A Detailed View of Strings in Rust

Everything you'll need to know, from Path to Cow

Indigo Curnick
September 25, 2024
Articles

Strings are pretty complicated in Rust. For those new to Rust from other languages might be confused as to why there are just so many different kinds of strings. Most languages, like Python, Java, and C# only have one kind of string that the programmer has to worry about in most cases.

Before we dive in, it’s helpful to just very briefly look at how strings work in C. This will be very instructive, although we won’t dive into too many details.

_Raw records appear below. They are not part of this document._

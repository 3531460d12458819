//! Request dispatcher that owns the engine instance on the worker side of the channel.

use std::panic::{catch_unwind, AssertUnwindSafe};
use std::sync::Arc;

use log::{debug, info, warn};

use crate::cancel::{CancelReason, CancellationToken, SingleFlight};
use crate::engine::{Outcome, SantoriniEngine};
use crate::error::EngineError;
use crate::hooks::NoGods;
use crate::mcts::{MctsConfig, SantoriniMcts};
use crate::predictor::{resolve_now, Evaluator, HeuristicPredictor, Predictor, UniformPredictor};
use crate::protocol::{
    Command, EnginePreference, ErrorCode, Reply, Request, Response, ResponseError,
};

/// Builds the evaluator for an `init` request.
pub type PredictorFactory =
    Box<dyn Fn(EnginePreference) -> Result<Box<dyn Predictor>, EngineError> + Send>;

/// Factory covering the built-in evaluators. `Custom` needs a host-supplied factory.
pub fn builtin_predictor(preference: EnginePreference) -> Result<Box<dyn Predictor>, EngineError> {
    match preference {
        EnginePreference::Heuristic => Ok(Box::new(HeuristicPredictor::default())),
        EnginePreference::Uniform => Ok(Box::new(UniformPredictor)),
        EnginePreference::Custom => Err(EngineError::InvalidConfig(
            "no custom evaluator registered".into(),
        )),
    }
}

/// Owns at most one engine and answers [`Request`]s against it.
///
/// `E` is the leaf evaluator the factory builds on `init`. Native hosts use boxed
/// [`Predictor`]s and answer synchronously through [`handle`](Self::handle); the browser worker
/// awaits [`handle_async`](Self::handle_async) with an evaluator that may suspend.
pub struct EngineHost<E = Box<dyn Predictor>, F = PredictorFactory> {
    engine: Option<SantoriniEngine<E>>,
    flight: Arc<SingleFlight>,
    factory: F,
    seed: Option<u64>,
}

impl EngineHost {
    pub fn with_builtin_predictors(flight: Arc<SingleFlight>) -> Self {
        Self::new(flight, Box::new(builtin_predictor))
    }
}

impl<E, F> EngineHost<E, F>
where
    F: Fn(EnginePreference) -> Result<E, EngineError>,
{
    pub fn new(flight: Arc<SingleFlight>, factory: F) -> Self {
        Self {
            engine: None,
            flight,
            factory,
            seed: None,
        }
    }

    /// Seed applied to every engine created by a later `init`, for reproducible searches.
    pub fn set_seed(&mut self, seed: Option<u64>) {
        self.seed = seed;
    }

    pub fn flight(&self) -> &Arc<SingleFlight> {
        &self.flight
    }

    pub fn engine(&self) -> Option<&SantoriniEngine<E>> {
        self.engine.as_ref()
    }

    /// Release the request's flight and turn a caught panic into an internal error. The engine
    /// that panicked is dropped, so the next request must `init` again.
    fn settle(
        &mut self,
        id: u64,
        name: &'static str,
        evaluation: bool,
        outcome: std::thread::Result<Response>,
    ) -> Response {
        if evaluation {
            self.flight.finish(id);
        }
        match outcome {
            Ok(response) => {
                if let Some(error) = &response.error {
                    debug!("request {id} ({name}) failed: {error}");
                }
                response
            }
            Err(_) => {
                warn!("engine panicked while handling request {id} ({name}); dropping instance");
                self.engine = None;
                Response::err(
                    id,
                    ResponseError {
                        code: ErrorCode::Internal,
                        message: format!("engine panicked while handling {name}"),
                        rejection: None,
                    },
                )
            }
        }
    }

    /// Control requests only reach evaluations submitted before them; anything queued later was
    /// issued against the new engine or after the cancel and must run.
    fn init(
        &mut self,
        id: u64,
        preference: EnginePreference,
        config: Option<MctsConfig>,
    ) -> Result<Reply, EngineError> {
        let replaced = self.flight.cancel_before(id, CancelReason::EngineReplaced);
        if self.engine.take().is_some() {
            info!("replacing engine instance ({replaced} evaluation(s) cancelled)");
        }
        let config = config.unwrap_or_default();
        let evaluator = (self.factory)(preference)?;
        let mut mcts = SantoriniMcts::new(config, evaluator)?;
        if let Some(seed) = self.seed {
            mcts.set_seed(seed);
        }
        let engine = SantoriniEngine::new(mcts, Box::new(NoGods));
        let state = engine.state();
        self.engine = Some(engine);
        info!("engine initialised with {preference:?} evaluator");
        Ok(Reply::Initialized(state))
    }
}

impl<E, F> EngineHost<E, F>
where
    E: Evaluator,
    F: Fn(EnginePreference) -> Result<E, EngineError>,
{
    /// Handle one request, suspending wherever the evaluator does.
    pub async fn handle_async(&mut self, request: Request) -> Response {
        let id = request.id;
        let name = request.command.name();
        let evaluation = request.command.is_evaluation();
        let response = self.dispatch(id, request.command).await;
        self.settle(id, name, evaluation, Ok(response))
    }

    async fn dispatch(&mut self, id: u64, command: Command) -> Response {
        match command {
            Command::Init { preference, config } => match self.init(id, preference, config) {
                Ok(reply) => Response::ok(id, reply),
                Err(error) => Response::err(id, error),
            },
            Command::CancelEvaluation => {
                let cancelled = self.flight.cancel_before(id, CancelReason::Requested);
                debug!("cancelEvaluation flipped {cancelled} token(s)");
                Response::ok(id, Reply::Ack)
            }
            command => {
                let Some(engine) = self.engine.as_mut() else {
                    return Response::err(id, EngineError::NotInitialized);
                };
                let token = command.is_evaluation().then(|| self.flight.token_for(id));
                match run(engine, command, token).await {
                    Ok(Outcome::Completed(reply)) => Response::ok(id, reply),
                    Ok(Outcome::Cancelled(reason)) => {
                        if reason.is_error_for_caller() {
                            warn!("request {id} cancelled by engine replacement");
                        }
                        Response::cancelled(id, reason)
                    }
                    Err(error) => Response::err(id, error),
                }
            }
        }
    }
}

impl<E, F> EngineHost<E, F>
where
    E: Predictor,
    F: Fn(EnginePreference) -> Result<E, EngineError>,
{
    /// Handle one request to completion. Never panics across this boundary.
    pub fn handle(&mut self, request: Request) -> Response {
        let id = request.id;
        let name = request.command.name();
        let evaluation = request.command.is_evaluation();
        let outcome = catch_unwind(AssertUnwindSafe(|| {
            resolve_now(self.dispatch(id, request.command))
                .unwrap_or_else(|error| Response::err(id, EngineError::from(error)))
        }));
        self.settle(id, name, evaluation, outcome)
    }
}

async fn run<E: Evaluator>(
    engine: &mut SantoriniEngine<E>,
    command: Command,
    token: Option<CancellationToken>,
) -> Result<Outcome<Reply>, EngineError> {
    let token = token.unwrap_or_default();
    let reply = match command {
        Command::SyncSnapshot { snapshot } => {
            engine.import_snapshot(snapshot)?;
            Reply::State(engine.state())
        }
        Command::ExportSnapshot => Reply::Snapshot(engine.export_snapshot()),
        Command::CalculateEvaluation => match engine.evaluate_async(&token).await? {
            Outcome::Completed(evaluation) => Reply::Evaluation(evaluation),
            Outcome::Cancelled(reason) => return Ok(Outcome::Cancelled(reason)),
        },
        Command::GuessBestAction => match engine.guess_best_action_async(&token).await? {
            Outcome::Completed(best) => Reply::BestAction(best),
            Outcome::Cancelled(reason) => return Ok(Outcome::Cancelled(reason)),
        },
        Command::ListMovesWithAdv { limit, depth } => {
            match engine.list_moves_with_adv_async(limit, depth, &token).await? {
                Outcome::Completed(moves) => Reply::Moves(moves),
                Outcome::Cancelled(reason) => return Ok(Outcome::Cancelled(reason)),
            }
        }
        Command::GetHistorySnapshot => Reply::History(engine.history_view()),
        Command::GetHistoryLength => Reply::HistoryLength(engine.history_len()),
        Command::JumpToMoveIndex { index } => {
            engine.jump_to_move_index(index)?;
            Reply::Jumped {
                state: engine.state(),
                snapshot: engine.export_snapshot(),
            }
        }
        Command::EditCell { row, col, mode } => {
            engine.edit_cell(row, col, mode)?;
            Reply::State(engine.state())
        }
        Command::ChangeDifficulty { num_simulations } => {
            engine.change_difficulty(num_simulations)?;
            Reply::State(engine.state())
        }
        Command::Place { row, col } => {
            engine.place(row, col)?;
            Reply::State(engine.state())
        }
        Command::ApplyMove { action } => {
            engine.apply_move(action)?;
            Reply::State(engine.state())
        }
        Command::Undo => {
            engine.undo()?;
            Reply::State(engine.state())
        }
        Command::Redo => {
            engine.redo()?;
            Reply::State(engine.state())
        }
        // Handled before an engine is required.
        Command::Init { .. } | Command::CancelEvaluation => Reply::Ack,
    };
    Ok(Outcome::Completed(reply))
}

#[cfg(test)]
mod tests {
    use super::*;

    fn request(id: u64, command: Command) -> Request {
        Request { id, command }
    }

    fn initialised_host() -> EngineHost {
        let mut host = EngineHost::with_builtin_predictors(Arc::new(SingleFlight::new()));
        host.set_seed(Some(5));
        let config = MctsConfig {
            num_simulations: 16,
            ..MctsConfig::default()
        };
        let response = host.handle(request(
            1,
            Command::Init {
                preference: EnginePreference::Heuristic,
                config: Some(config),
            },
        ));
        assert!(response.success, "{response:?}");
        host
    }

    #[test]
    fn commands_before_init_are_refused() {
        let mut host = EngineHost::with_builtin_predictors(Arc::new(SingleFlight::new()));
        let response = host.handle(request(9, Command::Undo));
        assert_eq!(response.id, 9);
        assert_eq!(
            response.error.map(|e| e.code),
            Some(ErrorCode::NotInitialized)
        );
        // Cancelling with nothing in flight is fine even without an engine.
        assert!(host.handle(request(10, Command::CancelEvaluation)).success);
    }

    #[test]
    fn custom_preference_without_factory_is_invalid_config() {
        let mut host = EngineHost::with_builtin_predictors(Arc::new(SingleFlight::new()));
        let response = host.handle(request(
            1,
            Command::Init {
                preference: EnginePreference::Custom,
                config: None,
            },
        ));
        assert_eq!(response.error.map(|e| e.code), Some(ErrorCode::InvalidConfig));
        assert!(host.engine().is_none());
    }

    #[test]
    fn rejected_move_reports_code_and_keeps_state() {
        let mut host = initialised_host();
        let before = host.handle(request(2, Command::ExportSnapshot));
        let response = host.handle(request(3, Command::ApplyMove { action: 0 }));
        assert!(!response.success);
        assert_eq!(response.error.map(|e| e.code), Some(ErrorCode::WrongPhase));
        let after = host.handle(request(4, Command::ExportSnapshot));
        assert_eq!(before.result, after.result);
    }

    #[test]
    fn unregistered_evaluation_comes_back_superseded() {
        let mut host = initialised_host();
        let response = host.handle(request(5, Command::CalculateEvaluation));
        assert!(response.success);
        assert_eq!(
            response.result,
            Some(Reply::Cancelled {
                reason: CancelReason::Superseded
            })
        );
    }

    #[test]
    fn registered_evaluation_completes_and_is_released() {
        let mut host = initialised_host();
        open(&mut host);
        host.flight().begin(6);
        let response = host.handle(request(6, Command::GuessBestAction));
        let Some(Reply::BestAction(best)) = response.result else {
            panic!("expected a best action, got {response:?}");
        };
        assert!(best.action.is_some());
        assert!(!host.flight().is_active());
    }

    #[test]
    fn reinit_resets_the_game() {
        let mut host = initialised_host();
        assert!(host.handle(request(2, Command::Place { row: 2, col: 2 })).success);
        let response = host.handle(request(
            3,
            Command::Init {
                preference: EnginePreference::Uniform,
                config: None,
            },
        ));
        let Some(Reply::Initialized(state)) = response.result else {
            panic!("expected initialised state");
        };
        assert_eq!(state.history_length, 0);
        assert_eq!(state.valid_actions.len(), 25);
    }

    fn open(host: &mut EngineHost) {
        for (row, col) in [(0, 0), (0, 4), (4, 0), (4, 4)] {
            assert!(host.handle(request(2, Command::Place { row, col })).success);
        }
    }

    #[test]
    fn cancel_spares_evaluations_submitted_after_it() {
        let mut host = initialised_host();
        open(&mut host);
        let earlier = host.flight().begin(7);
        let later = host.flight().begin(9);

        assert!(host.handle(request(8, Command::CancelEvaluation)).success);
        // `begin(9)` already superseded 7; the cancel must leave 9 alone.
        assert_eq!(earlier.reason(), Some(CancelReason::Superseded));
        assert!(!later.is_cancelled());

        let response = host.handle(request(9, Command::CalculateEvaluation));
        assert!(
            matches!(response.result, Some(Reply::Evaluation(_))),
            "{response:?}"
        );
    }

    #[test]
    fn reinit_only_replaces_evaluations_submitted_before_it() {
        let mut host = initialised_host();
        let uniform = || Command::Init {
            preference: EnginePreference::Uniform,
            config: None,
        };

        let running = host.flight().begin(3);
        assert!(host.handle(request(4, uniform())).success);
        assert_eq!(running.reason(), Some(CancelReason::EngineReplaced));
        let response = host.handle(request(3, Command::CalculateEvaluation));
        assert_eq!(
            response.error.map(|e| e.code),
            Some(ErrorCode::EvaluationCancelled)
        );

        let queued = host.flight().begin(6);
        assert!(host.handle(request(5, uniform())).success);
        assert!(!queued.is_cancelled());
        let response = host.handle(request(6, Command::GuessBestAction));
        assert!(
            matches!(response.result, Some(Reply::BestAction(_))),
            "{response:?}"
        );
    }
}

In general, in C, there is no explicit “string” type - you actually have to make character arrays

1void example() {
2    char foo[20] = "Hello, World!";
3    printf("%s\n", foo);
4}

This data is stored in an array which holds 20 chars. foo, then, very explicitly, is the entire array. However, in practice it operates as a pointer to the first character of the array when used. You might notice that “Hello, World!” only has 13 characters. You might also notice that foo itself contains no information about the length of itself. This is a source of many memory bugs in C - if I tried to do something like foo[22] the program would crash! Therefore, we typically pad the array with the null character \0 - and when working with the array we can loop through till we encounter the null character, letting us know the string is over.

We mentioned the stack. In this blog, we are going to be discussing strings in Rust, and covering where, exactly, in memory they are stored. It’s well worth refreshing the difference between the stack and the heap before we continue. This won’t be an in depth covering of these concepts though, which is well beyond the scope of this blog.

The stack is a last-in, first-out (LIFO) area of memory. Because of this, memory management on the stack is automatic. As a result of that, adding and removing items from the stack is extremely fast. Generally, when defining primitives they are stored on the stack.

The heap is a large pool of memory which doesn’t have the benefits of automatic memory management. Therefore, we need to manage that memory ourselves - in C you would use calls to malloc and free. Typically, in Rust, you won’t explicitly call malloc and free like functions yourself, but they are still happening and to understand the performance of your Rust programs it’s helpful to know when these calls are being made. Due to these calls to malloc and free using the heap is much slower than using the stack. However, it is dynamic, so data inside it can grow and shrink at runtime and this allows us to handle variable input length data.

Basic Strings

Most of the time, strings will be of two different types - either &str or String. You can also have &String but str is an impossible type. It’s worth pausing to understand a fundamental Rust concept here, the idea of sized. In order to have a type in and of itself (e.g. String, i32), we have to know the size of that object. Think about i32 - it’s size is known before compile time. It’s 32 bits. In Rust, sized is represented by the trait Sized . If something does not implement Sized then we can only have a reference to it, not the type in and of itself. We’ll look in a little bit at how String can implement Sized but str can not.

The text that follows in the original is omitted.